On Wednesday, 18th July 1951 this No.103 Flying Refresher School aircraft was being flown on a training flight that took the pilot over the Yorkshire Wolds. In misty and drizzly rain conditions the aircraft flew into the ground at 08.45hrs near Burton Fleming. It struck the ground close to a hedge bordering the Burton Fleming to Kilham road, bounced over the road and broke up in a cornfield beyond. The pilot was killed in the crash. A lady was cycling on the road at the time where it crashed and was so close that she received a cut leg by flying metal and was also struck by soil. She later stated that the aircraft went over her head and she was thrown from her bicycle. A man was also cycling in the opposite direction when the crash occurred twenty yards in front of him. He helped the injured lady get down to her mother's house at Burton Fleming. Exactly where this crash occurred is not stated in any of the accident documentation I have located. Newspaper reports all give it as occurring on the road between Burton Fleming and Kilham (which is nearly six miles in distance and does not help). Given the lady was cycling from Thwing to Burton Fleming the most logical location is on the hill just south-west of Burton Fleming and before the more minor road junction to Thwing.
Pilot - F/O Kenneth George Carlton RAF (186498). Aged 28. Buried Parish Church, Willesborough, Kent (O/335).
Civilian - Mrs Gertrude Mary Annie Dyson. Injured.
The injured civilian Mrs Dyson died locally in December 2007.

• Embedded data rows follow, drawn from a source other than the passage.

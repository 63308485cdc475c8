//! bin-release library.
//!
//! This crate repackages Deno release binaries as npm packages: a wrapper
//! package that relocates the right platform binary at install time, plus one
//! package per platform. It is used by the `bin-release` CLI binary and can
//! be driven programmatically with test doubles for the network and the
//! package managers.
//!
//! # Modules
//!
//! - [`builder`] - Wrapper and platform package layout on disk
//! - [`cli`] - Command-line argument definitions
//! - [`config`] - Run configuration from flags, `bin-release.toml`, and `NODE_ENV`
//! - [`error`] - Semantic error types
//! - [`extraction`] - Zip extraction with path traversal protection
//! - [`layout`] - Where package managers place optional dependencies
//! - [`manifest`] - npm `package.json` documents
//! - [`output`] - Progress messages for the CLI
//! - [`pipeline`] - Resolve, build, and test orchestration
//! - [`process`] - Package-manager subprocess execution
//! - [`release`] - Release resolution against the GitHub API
//! - [`target`] - Static platform target table
//! - [`tester`] - Installation test in a throwaway consumer project

pub mod builder;
pub mod cli;
pub mod config;
pub mod error;
pub mod extraction;
pub mod layout;
pub mod manifest;
pub mod output;
pub mod pipeline;
pub mod process;
pub mod release;
pub mod target;
pub mod tester;

#[cfg(any(test, feature = "test-support"))]
pub mod test_utils;
//! Subprocess execution for the package-manager steps.
//!
//! All `npm`, `npx`, and `pnpm` invocations go through [`CommandExecutor`],
//! so the tester can be driven by a scripted stub in tests.

use crate::error::{PackagerError, Result};
use std::path::Path;
use std::process::{Command, Output};

/// Programs that are installed as `.cmd` shims on Windows.
const CMD_SHIMS: [&str; 3] = ["npm", "npx", "pnpm"];

/// Abstraction for running external commands.
pub trait CommandExecutor {
    /// Runs `program` with `args` in `cwd` and returns the captured output.
    ///
    /// # Errors
    ///
    /// Returns any I/O errors encountered while spawning or running the command.
    ///
    /// # Examples
    ///
    /// ```no_run
    /// use bin_release::process::{CommandExecutor, SystemCommandExecutor};
    /// use std::path::Path;
    ///
    /// let executor = SystemCommandExecutor;
    /// let output = executor.run(Path::new("."), "npm", &["--version"])?;
    /// assert!(output.status.success());
    /// # Ok::<(), bin_release::error::PackagerError>(())
    /// ```
    fn run(&self, cwd: &Path, program: &str, args: &[&str]) -> Result<Output>;
}

/// Executes commands on the host system.
#[derive(Debug, Clone, Copy, Default)]
pub struct SystemCommandExecutor;

impl CommandExecutor for SystemCommandExecutor {
    fn run(&self, cwd: &Path, program: &str, args: &[&str]) -> Result<Output> {
        let resolved = host_program(program, cfg!(windows));
        log::debug!("running `{}` in {}", command_line(program, args), cwd.display());
        Command::new(resolved)
            .args(args)
            .current_dir(cwd)
            .output()
            .map_err(PackagerError::from)
    }
}

/// Name to spawn for `program`; package managers resolve to their `.cmd`
/// shim on Windows.
///
/// # Examples
///
/// ```
/// use bin_release::process::host_program;
///
/// assert_eq!(host_program("npm", true), "npm.cmd");
/// assert_eq!(host_program("npm", false), "npm");
/// assert_eq!(host_program("git", true), "git");
/// ```
#[must_use]
pub fn host_program(program: &str, windows: bool) -> String {
    if windows && CMD_SHIMS.contains(&program) {
        format!("{program}.cmd")
    } else {
        program.to_owned()
    }
}

/// Run a command and fail unless it exits successfully.
///
/// # Errors
///
/// Returns [`PackagerError::CommandFailed`] with the trimmed stderr when the
/// command exits non-zero, or the executor's error if it cannot be spawned.
pub fn run_checked(
    executor: &dyn CommandExecutor,
    cwd: &Path,
    program: &str,
    args: &[&str],
) -> Result<Output> {
    let output = executor.run(cwd, program, args)?;
    if !output.status.success() {
        let stderr = String::from_utf8_lossy(&output.stderr);
        return Err(PackagerError::CommandFailed {
            command: command_line(program, args),
            status: output.status,
            stderr: stderr.trim().to_owned(),
        });
    }
    Ok(output)
}

fn command_line(program: &str, args: &[&str]) -> String {
    std::iter::once(program)
        .chain(args.iter().copied())
        .collect::<Vec<_>>()
        .join(" ")
}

Kenneth Carlton was an experienced pilot and had served in the RAF as a fighter pilot between 1941 and 1946. He received a commission in 1944 and had mainly flown in India and Burma. After the war he left the RAF, joined the Reserve but was recalled in early 1951. He was undertaking refresher training at the time of his death. He had been working as a draughtsman for the Bristol Aircraft Company. He left a wife and three year old daughter.